Gostosuras Ou Travessuras? escrita por Mallagueta Pepper


Capítulo 2
A invasão





DIA DE HALLOWEEN, NOVE HORAS DA MANHÃ

– Argh! Eu não acredito que você me convenceu a entrar nessa furada, não acredito! Como é que você faz isso?
– Pára de reclamar e vamos logo! Tá achando ruim de quê? Pelo menos não é de noite.
– Dá no mesmo! Se a D. Morte nos pega, estamos fritos!
– Pega nada, ela deve estar trabalhando a essa hora, por isso eu escolhi fazer isso de manhã.
– E os amigos dela?
– A essa hora? Aposto que todo mundo deve estar dormindo, sei lá. Fantasma prefere andar de noite, não de dia!
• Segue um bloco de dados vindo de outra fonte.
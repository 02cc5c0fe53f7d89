//! Moses-like tokenizer, used for non-Indic languages.
//!
//! Tokenization follows Unicode word boundaries (UAX #29),
//! which keeps decimal numbers (`3.14`) together.
//! Contractions are then split before the apostrophe, like Moses does for English:
//! `don't` becomes `don 't`.
use unicode_segmentation::UnicodeSegmentation;

use super::{is_closing, is_opening, join_with, Attach, Tokenizer};

#[derive(Debug, Clone, Copy, Default, PartialEq, Eq)]
pub struct Moses;

impl Tokenizer for Moses {
    fn tokenize(&self, text: &str) -> Vec<String> {
        text.split_word_bounds()
            .filter(|segment| !segment.trim().is_empty())
            .flat_map(split_contractions)
            .map(String::from)
            .collect()
    }

    fn detokenize(&self, tokens: &[&str]) -> String {
        join_with(tokens, |tok| {
            if is_closing(tok) || tok.starts_with('\'') || tok.eq_ignore_ascii_case("n't") {
                Attach::Left
            } else if is_opening(tok) || matches!(tok, "$" | "£" | "€" | "¥" | "#") {
                Attach::Right
            } else {
                Attach::None
            }
        })
    }
}

/// Splits `word` before each apostrophe found between two letters.
fn split_contractions(word: &str) -> Vec<&str> {
    let mut parts = Vec::new();
    let mut start = 0;
    let mut prev: Option<char> = None;
    let mut chars = word.char_indices().peekable();
    while let Some((idx, c)) = chars.next() {
        let between_letters = prev.map_or(false, char::is_alphabetic)
            && chars.peek().map_or(false, |(_, next)| next.is_alphabetic());
        if c == '\'' && idx > start && between_letters {
            parts.push(&word[start..idx]);
            start = idx;
        }
        prev = Some(c);
    }
    parts.push(&word[start..]);
    parts
}

#[cfg(test)]
mod tests {
    use super::{split_contractions, Moses, Tokenizer};

    #[test]
    fn english() {
        let tokens = Moses.tokenize("I don't go to school, it costs $3.50!");
        assert_eq!(
            tokens,
            vec!["I", "don", "'t", "go", "to", "school", ",", "it", "costs", "$", "3.50", "!"]
        );
    }

    #[test]
    fn contractions() {
        assert_eq!(split_contractions("it's"), vec!["it", "'s"]);
        assert_eq!(split_contractions("rock'n'roll"), vec!["rock", "'n", "'roll"]);
        // not between two letters
        assert_eq!(split_contractions("'90s"), vec!["'90s"]);
        assert_eq!(split_contractions("dogs'"), vec!["dogs'"]);
        assert_eq!(split_contractions("school"), vec!["school"]);
    }

    #[test]
    fn contraction_roundtrip() {
        let text = "I don't know, it's fine.";
        let line = Moses.tokenize_line(text);
        assert_eq!(line, "I don 't know , it 's fine .");
        assert_eq!(Moses.detokenize_line(&line), text);
    }

    #[test]
    fn whitespace_dropped() {
        let tokens = Moses.tokenize("  a \t b  ");
        assert_eq!(tokens, vec!["a", "b"]);
    }

    #[test]
    fn detokenize() {
        let tokens = [
            "I", "go", "to", "school", "(", "every", "day", ")", ",", "it", "costs", "$", "3",
            "'s", "\"", "fine", "\"", ".",
        ];
        assert_eq!(
            Moses.detokenize(&tokens),
            "I go to school (every day), it costs $3's \"fine\"."
        );
    }

    #[test]
    fn roundtrip_line() {
        let text = "I go to school, every day!";
        let line = Moses.tokenize_line(text);
        assert_eq!(line, "I go to school , every day !");
        assert_eq!(Moses.detokenize_line(&line), text);
    }
}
Os dois foram andando pelo cemitério sendo seguidos de longe pelo DC, Toni e Felipe. Os três estavam ali para garantir que Cebola não ia trapacear. Antes de entrarem no cemitério, ambos foram revistados para garantir que ninguém estava levando nenhuma lingerie para depois falar que pegou da casa da morte.

Quando chegaram perto de uma casa, Cebola olhou para trás e DC fez um sinal confirmando que aquele era o lugar certo. Os três se esconderam atrás de uns arbustos e ficaram aguardando os acontecimentos.
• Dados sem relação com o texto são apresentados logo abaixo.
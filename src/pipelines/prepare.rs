//! Parallel corpus preparation
//!
//! 1. Source and target corpora are read and checked for having the same number of lines,
//! 1. pairs where a side is empty are removed,
//! 1. each side is tokenized with its language tokenizer,
//! 1. tokenized corpora and the word aligner input (`src ||| tgt`) are written in the destination folder.
use std::path::{Path, PathBuf};

use log::info;
use rayon::prelude::*;

use crate::{
    error::Error,
    io,
    lang::{self, Strategy},
    tokenizers::Tokenizer,
};

use super::{Pipeline, ALIGN_IN, SRC_TOK, TGT_TOK};

pub struct Prepare {
    src: PathBuf,
    tgt: PathBuf,
    dst: PathBuf,
    src_lang: String,
    tgt_lang: String,
}

impl Prepare {
    pub fn new(src: PathBuf, tgt: PathBuf, dst: PathBuf, src_lang: String, tgt_lang: String) -> Self {
        Self {
            src,
            tgt,
            dst,
            src_lang,
            tgt_lang,
        }
    }

    fn tokenize(lines: &[String], tokenizer: Strategy) -> Vec<String> {
        lines
            .par_iter()
            .map(|line| tokenizer.tokenize_line(line))
            .collect()
    }
}

/// Remove pairs where the source or the target sentence has no token.
///
/// Fails if both sides do not have the same length.
pub fn remove_empty_lines(
    src: Vec<String>,
    tgt: Vec<String>,
) -> Result<(Vec<String>, Vec<String>), Error> {
    io::check_lengths("target corpus", src.len(), tgt.len())?;

    let nb_lines = src.len();
    let (src, tgt): (Vec<String>, Vec<String>) = src
        .into_iter()
        .zip(tgt)
        .filter(|(s, t)| s.split_whitespace().next().is_some() && t.split_whitespace().next().is_some())
        .unzip();

    info!("removed {} empty lines", nb_lines - src.len());
    Ok((src, tgt))
}

impl Pipeline<usize> for Prepare {
    /// Returns the number of kept sentence pairs.
    fn run(&self) -> Result<usize, Error> {
        info!("reading source and target corpora");
        let src = io::read_lines(&self.src)?;
        let tgt = io::read_lines(&self.tgt)?;
        info!("source: {} lines, target: {} lines", src.len(), tgt.len());

        let (src, tgt) = remove_empty_lines(src, tgt)?;

        info!("tokenizing ({}, {})", self.src_lang, self.tgt_lang);
        let src = Self::tokenize(&src, lang::strategy(&self.src_lang));
        let tgt = Self::tokenize(&tgt, lang::strategy(&self.tgt_lang));

        let align_in = src
            .iter()
            .zip(tgt.iter())
            .map(|(s, t)| format!("{} ||| {}", s, t));

        std::fs::create_dir_all(&self.dst)?;
        let dst: &Path = &self.dst;
        io::write_lines(&dst.join(SRC_TOK), &src)?;
        io::write_lines(&dst.join(TGT_TOK), &tgt)?;
        io::write_lines(&dst.join(ALIGN_IN), align_in)?;

        info!(
            "wrote {}, {} and {} in {:?}",
            SRC_TOK, TGT_TOK, ALIGN_IN, self.dst
        );
        Ok(src.len())
    }
}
– É isso aí, vamos acabar logo com isso!
– Como é que a gente vai entrar? A porta deve estar... – ele parou de falar quando Cebola girou a maçaneta e a porta abriu sem problemas. – destrancada? Não entendi...
– Ela deve achar que ninguém tem coragem de entrar aqui, por isso não tranca a porta. Melhor pra nós, hehe! Agora pega a máquina e vai tirando as fotos.

Cascão tirou uma foto do Cebola entrando na casa e depois seguiu o amigo, tirando outras fotos da sala sob as instruções do careca.

– Tira uma foto da lareira, agora dali, ó! E para de tremer, senão as fotos vão ficar ruins!
– Tá dando não, careca! Véi, aquilo ali é uma cadeira elétrica de verdade?
– Sei lá, mas é muito doido! Espera só até a galera ver isso! tira uma foto aí, vai!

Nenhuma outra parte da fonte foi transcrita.